Age: Numeric - Player age

	•	Data Cleaning Notes:
	•	Removed unnecessary fields (hashedEmail, name)
	•	Converted subscribe to a factor for classification

# 3. Methods & Results

## 3.1 Load data

In [None]:
library(tidyverse)
library(tidymodels)

player <- read_csv("players.csv")
head(player)

## 3.2 Clean Data 
Since our variables are played hours, age, and gender, so we should remove those we don't need.

In [None]:
clean_player <- mutate(player,subscribe =as.factor(subscribe))|>select( -hashedEmail, -name, -experience, -gender)
head(clean_player)

## 3.3 Exploratory Data Analysis

In [None]:
ggplot(player, aes(x = Age, y = played_hours)) +
  geom_point(aes(color = experience)) +
  labs(
    x = "Age(yr)",
    y = "Played Time(hr)",
    color = "Experience"
  )

Figure 1: Scatterplot of Age vs Played Hours, colored by Experience.
    
    Insight: Younger players tend to accumulate fewer hours. More experienced players are slightly older and more active.

## 3.4 Data Preparation

In [None]:
set.seed(1234)

players_split <- initial_split(clean_player, prop = 0.7, strata = subscribe)
players_training <- training(players_split)
players_testing <- testing(players_split)

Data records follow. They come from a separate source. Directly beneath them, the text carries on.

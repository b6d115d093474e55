use std::net::IpAddr;

use actix_web::HttpRequest;

/// Client address used as a rate-limit key. The first `X-Forwarded-For` hop is
/// only honoured behind a trusted proxy and only when it parses as an IP.
pub fn get_client_ip(req: &HttpRequest, trust_x_forwarded_for: bool) -> String {
    if trust_x_forwarded_for {
        let forwarded = req
            .headers()
            .get("x-forwarded-for")
            .and_then(|value| value.to_str().ok())
            .and_then(|value| value.split(',').next())
            .and_then(|first| first.trim().parse::<IpAddr>().ok());

        if let Some(ip) = forwarded {
            return ip.to_string();
        }
    }

    req.peer_addr()
        .map(|addr| addr.ip().to_string())
        .unwrap_or_else(|| "unknown".to_string())
}

#[cfg(test)]
mod tests {
    use super::*;
    use actix_web::test::TestRequest;

    #[test]
    fn ignores_forwarded_header_unless_trusted() {
        let req = TestRequest::default()
            .peer_addr("10.0.0.1:5000".parse().unwrap())
            .insert_header(("x-forwarded-for", "203.0.113.7, 10.0.0.1"))
            .to_http_request();

        assert_eq!(get_client_ip(&req, false), "10.0.0.1");
        assert_eq!(get_client_ip(&req, true), "203.0.113.7");
    }

    #[test]
    fn falls_back_to_peer_on_garbage_header() {
        let req = TestRequest::default()
            .peer_addr("10.0.0.2:5000".parse().unwrap())
            .insert_header(("x-forwarded-for", "not-an-ip"))
            .to_http_request();

        assert_eq!(get_client_ip(&req, true), "10.0.0.2");
    }
}
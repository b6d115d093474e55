use actix_web::web;

use crate::handlers::about;

pub fn config_routes(cfg: &mut web::ServiceConfig) {
    cfg.service(
        web::resource("/about")
            .route(web::get().to(about::get_about))
            .route(web::put().to(about::update_about))
    );
}
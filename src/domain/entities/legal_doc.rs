use std::{fmt, str::FromStr};

use chrono::{DateTime, Utc};
use serde::{Deserialize, Serialize};
use validator::Validate;

#[derive(Debug, Clone, Copy, PartialEq, Eq, Hash, Serialize, Deserialize, sqlx::Type)]
#[serde(rename_all = "snake_case")]
#[sqlx(rename_all = "snake_case")]
pub enum LegalDocType {
    PrivacyPolicy,
    TermsOfService,
}

impl LegalDocType {
    pub fn as_str(&self) -> &'static str {
        match self {
            LegalDocType::PrivacyPolicy => "privacy_policy",
            LegalDocType::TermsOfService => "terms_of_service",
        }
    }
}

impl fmt::Display for LegalDocType {
    fn fmt(&self, f: &mut fmt::Formatter<'_>) -> fmt::Result {
        f.write_str(self.as_str())
    }
}

impl FromStr for LegalDocType {
    type Err = String;

    fn from_str(s: &str) -> Result<Self, Self::Err> {
        match s {
            "privacy_policy" => Ok(LegalDocType::PrivacyPolicy),
            "terms_of_service" => Ok(LegalDocType::TermsOfService),
            other => Err(format!("Unknown legal document type: {}", other)),
        }
    }
}

#[derive(Debug, Clone, PartialEq, Serialize, sqlx::FromRow)]
#[serde(rename_all = "camelCase")]
pub struct LegalDoc {
    pub doc_type: LegalDocType,
    pub content: String,
    pub updated_at: DateTime<Utc>,
}

#[derive(Debug, Clone, Default, Serialize, Deserialize, Validate)]
#[serde(default)]
pub struct UpdateLegalDocRequest {
    #[validate(length(min = 1, max = 100000, message = "Content must be between 1 and 100000 characters"))]
    pub content: String,
}
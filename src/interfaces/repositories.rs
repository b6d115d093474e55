pub mod about;
pub mod contact_message;
pub mod legal;
pub mod project;
pub mod skill;
pub mod sqlx_repo;
pub mod testimonial;
pub mod token;
pub mod user;
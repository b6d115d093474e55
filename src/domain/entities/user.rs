use serde::{Serialize, Deserialize};
use chrono::{DateTime, Utc};
use validator::Validate;

use crate::domain::password::validate_password_strength;

#[derive(Debug, Clone, sqlx::FromRow)]
pub struct User {
    pub id: i64,
    pub username: String,
    pub password_hash: String,
    pub is_admin: bool,
    pub created_at: DateTime<Utc>,
}

#[derive(Debug)]
pub struct UserInsert {
    pub username: String,
    pub password_hash: String,
    pub is_admin: bool,
    pub created_at: DateTime<Utc>,
}

/// Credentials for the startup admin account.
#[derive(Debug, Validate)]
pub struct NewAdminUser {
    #[validate(length(min = 3, max = 50, message = "Username must be between 3 and 50 characters"))]
    pub username: String,

    #[validate(custom(function = "validate_password_strength"))]
    pub password: String,
}

impl NewAdminUser {
    pub fn prepare_for_insert(&self, password_hash: String) -> UserInsert {
        UserInsert {
            username: self.username.clone(),
            password_hash,
            is_admin: true,
            created_at: Utc::now(),
        }
    }
}

#[derive(Debug, Deserialize, Validate)]
pub struct LoginRequest {
    #[validate(length(min = 1, message = "Username cannot be empty"))]
    pub username: String,

    #[validate(length(min = 1, message = "Password cannot be empty"))]
    pub password: String,
}

#[derive(Debug, Serialize, Deserialize)]
#[serde(rename_all = "camelCase")]
pub struct PublicUser {
    pub id: i64,
    pub username: String,
    pub is_admin: bool,
    pub created_at: DateTime<Utc>,
}

impl From<User> for PublicUser {
    fn from(user: User) -> Self {
        PublicUser {
            id: user.id,
            username: user.username,
            is_admin: user.is_admin,
            created_at: user.created_at,
        }
    }
}
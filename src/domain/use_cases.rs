pub mod about;
pub mod auth;
pub mod contact;
pub mod extractors;
pub mod legal;
pub mod projects;
pub mod skills;
pub mod testimonials;
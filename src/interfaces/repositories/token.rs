use jsonwebtoken::TokenData;
use crate::{entities::{token::Claims, user::User}, errors::AuthError};

#[cfg_attr(test, mockall::automock)]
pub trait TokenServiceRepository: Send + Sync {
    /// Creates a new access JWT for the user
    fn create_jwt(&self, user: &User) -> Result<String, AuthError>;

    /// Decodes a JWT and returns the claims
    fn decode_jwt(&self, token: &str) -> Result<TokenData<Claims>, AuthError>;

    /// Lifetime of newly issued tokens
    fn expires_in_secs(&self) -> i64;
}
use actix_web::web;

use crate::handlers::system::admin_health_check;

pub fn config_routes(cfg: &mut web::ServiceConfig) {
    cfg.service(
        web::scope("/admin")
            .service(admin_health_check)
    );
}
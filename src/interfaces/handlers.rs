pub mod about;
pub mod auth;
pub mod contact;
pub mod home;
pub mod json_error;
pub mod legal;
pub mod projects;
pub mod skills;
pub mod system;
pub mod testimonials;
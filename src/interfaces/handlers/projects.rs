use actix_web::{web, HttpResponse};
use tracing::instrument;

use crate::{
    entities::project::{NewProjectRequest, UpdateProjectRequest},
    errors::AppError,
    use_cases::extractors::AdminClaims,
    AppState,
};

#[instrument(skip(state))]
pub async fn list_projects(state: web::Data<AppState>) -> Result<HttpResponse, AppError> {
    let projects = state.project_handler.list_projects().await?;
    Ok(HttpResponse::Ok().json(&*projects))
}

#[instrument(skip(state))]
pub async fn get_project(
    state: web::Data<AppState>,
    id: web::Path<i64>,
) -> Result<HttpResponse, AppError> {
    let project = state.project_handler.get_project(id.into_inner()).await?;
    Ok(HttpResponse::Ok().json(project))
}

#[instrument(skip(_claims, state, body))]
pub async fn create_project(
    _claims: AdminClaims,
    state: web::Data<AppState>,
    body: web::Json<NewProjectRequest>,
) -> Result<HttpResponse, AppError> {
    let project = state.project_handler.create_project(body.into_inner()).await?;
    Ok(HttpResponse::Created().json(project))
}

#[instrument(skip(_claims, state, body))]
pub async fn update_project(
    _claims: AdminClaims,
    state: web::Data<AppState>,
    id: web::Path<i64>,
    body: web::Json<UpdateProjectRequest>,
) -> Result<HttpResponse, AppError> {
    let project = state
        .project_handler
        .update_project(id.into_inner(), body.into_inner())
        .await?;
    Ok(HttpResponse::Ok().json(project))
}

#[instrument(skip(_claims, state))]
pub async fn delete_project(
    _claims: AdminClaims,
    state: web::Data<AppState>,
    id: web::Path<i64>,
) -> Result<HttpResponse, AppError> {
    state.project_handler.delete_project(id.into_inner()).await?;
    Ok(HttpResponse::NoContent().finish())
}
use std::{fmt, str::FromStr};

use serde::{Deserialize, Serialize};
use validator::{Validate, ValidationError, ValidationErrors};

use crate::entities::validation::{new_validation_error, trim_owned, validate_not_blank};

#[derive(Debug, Clone, Copy, PartialEq, Eq, Hash, Serialize, Deserialize, sqlx::Type)]
pub enum SkillCategory {
    Frontend,
    Backend,
    #[serde(rename = "3D-Graphics")]
    #[sqlx(rename = "3D-Graphics")]
    ThreeDGraphics,
    Tools,
    Other,
}

impl SkillCategory {
    pub const ALL: [SkillCategory; 5] = [
        SkillCategory::Frontend,
        SkillCategory::Backend,
        SkillCategory::ThreeDGraphics,
        SkillCategory::Tools,
        SkillCategory::Other,
    ];

    pub fn as_str(&self) -> &'static str {
        match self {
            SkillCategory::Frontend => "Frontend",
            SkillCategory::Backend => "Backend",
            SkillCategory::ThreeDGraphics => "3D-Graphics",
            SkillCategory::Tools => "Tools",
            SkillCategory::Other => "Other",
        }
    }
}

impl fmt::Display for SkillCategory {
    fn fmt(&self, f: &mut fmt::Formatter<'_>) -> fmt::Result {
        f.write_str(self.as_str())
    }
}

impl FromStr for SkillCategory {
    type Err = String;

    /// Case-insensitive; "3D Graphics" is accepted for the graphics category.
    fn from_str(s: &str) -> Result<Self, Self::Err> {
        let wanted = s.trim().replace(' ', "-");
        SkillCategory::ALL
            .into_iter()
            .find(|c| c.as_str().eq_ignore_ascii_case(&wanted))
            .ok_or_else(|| format!("Unknown skill category: {}", s))
    }
}

#[derive(Debug, Clone, PartialEq, Serialize, sqlx::FromRow)]
#[serde(rename_all = "camelCase")]
pub struct Skill {
    pub id: i64,
    pub name: String,
    pub category: SkillCategory,
    pub proficiency: i64,
    pub icon: String,
    pub display_order: i64,
}

#[derive(Debug, Clone, PartialEq)]
pub struct SkillInsert {
    pub name: String,
    pub category: SkillCategory,
    pub proficiency: i64,
    pub icon: String,
    pub display_order: i64,
}

/// Category arrives as free text so an unknown value is a field error rather
/// than a body parse failure.
#[derive(Debug, Clone, Default, Serialize, Deserialize, Validate)]
#[serde(default, rename_all = "camelCase")]
pub struct NewSkillRequest {
    #[validate(
        length(min = 1, max = 100, message = "Name must be between 1 and 100 characters"),
        custom(function = "validate_not_blank")
    )]
    pub name: String,

    #[validate(custom(function = "validate_skill_category"))]
    pub category: String,

    #[validate(range(min = 1, max = 100, message = "Proficiency must be between 1 and 100"))]
    pub proficiency: i64,

    #[validate(length(max = 200, message = "Icon reference must be at most 200 characters"))]
    pub icon: String,

    #[validate(range(min = 0, message = "Display order cannot be negative"))]
    pub display_order: i64,
}

impl NewSkillRequest {
    pub fn trimmed(self) -> Self {
        NewSkillRequest {
            name: trim_owned(self.name),
            category: trim_owned(self.category),
            icon: trim_owned(self.icon),
            ..self
        }
    }
}

#[derive(Debug, Clone, Default, Serialize, Deserialize)]
#[serde(default, rename_all = "camelCase")]
pub struct UpdateSkillRequest {
    pub name: Option<String>,
    pub category: Option<String>,
    pub proficiency: Option<i64>,
    pub icon: Option<String>,
    pub display_order: Option<i64>,
}

pub fn validate_skill_category(value: &str) -> Result<(), ValidationError> {
    SkillCategory::from_str(value)
        .map(|_| ())
        .map_err(|_| new_validation_error(
            "invalid_category",
            "Category must be one of Frontend, Backend, 3D-Graphics, Tools, Other",
        ))
}

impl TryFrom<NewSkillRequest> for SkillInsert {
    type Error = ValidationErrors;

    fn try_from(value: NewSkillRequest) -> Result<Self, Self::Error> {
        let value = value.trimmed();
        value.validate()?;

        let category = SkillCategory::from_str(&value.category).map_err(|_| {
            let mut errors = ValidationErrors::new();
            errors.add("category", new_validation_error("invalid_category", "Unknown category"));
            errors
        })?;

        Ok(SkillInsert {
            name: value.name,
            category,
            proficiency: value.proficiency,
            icon: value.icon,
            display_order: value.display_order,
        })
    }
}

impl Skill {
    pub fn merged_with(&self, changes: UpdateSkillRequest) -> NewSkillRequest {
        NewSkillRequest {
            name: changes.name.unwrap_or_else(|| self.name.clone()),
            category: changes.category.unwrap_or_else(|| self.category.to_string()),
            proficiency: changes.proficiency.unwrap_or(self.proficiency),
            icon: changes.icon.unwrap_or_else(|| self.icon.clone()),
            display_order: changes.display_order.unwrap_or(self.display_order),
        }
    }
}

players_recipe <- recipe(subscribe ~ played_hours + Age, data = players_training) |>
  step_scale(all_predictors()) |>
  step_center(all_predictors())
players_recipe

## 3.5 Model Specification and Tuning

### Why K-Nearest Neighbors (KNN)?

- **Non-parametric**: makes no strong distributional assumptions.  
- **Intuitive**: players who are close in *played_hours* and *Age* are expected to behave similarly regarding newsletter subscription.  
- **Suitable for small datasets** (n ≈ 196).  
- Captures **non-linear boundaries** without explicit interaction terms.

In [None]:
knn_spec <- nearest_neighbor(weight_func = "rectangular", neighbors = tune()) |>
  set_engine("kknn") |>
  set_mode("classification")

players_vfold <- vfold_cv(players_training, v = 5, strata = subscribe)

set.seed(1234)
k_val <- tibble(neighbors = seq(from = 1, to = 30, by = 1))
knn_results <- workflow() |>
  add_recipe(players_recipe) |>
  add_model(knn_spec) |>
  tune_grid(resamples = players_vfold, grid = k_val) |>
  collect_metrics()
player_accuracy <- filter(knn_results, .metric == "accuracy")
player_accuracy

### Chose the best K based on validation accuracy.

In [None]:
accuracy_plot <- ggplot(player_accuracy, aes(x = neighbors, y = mean)) +
  geom_point() +
  geom_line() +
  labs(x = "Neighbors", y = "Accuracy")

accuracy_plot
best_k <- player_accuracy |>
  arrange(desc(mean)) |>
  head(1) |>
  pull(neighbors)

best_k

Figure 2: Accuracy by Number of Neighbors (k) – peak performance near k = 15.

### Limitations

- Curse of dimensionality if many noisy predictors are added.  
- Computation** scales poorly with very large datasets.  
- Sensitive to class imbalance (majority class can dominate).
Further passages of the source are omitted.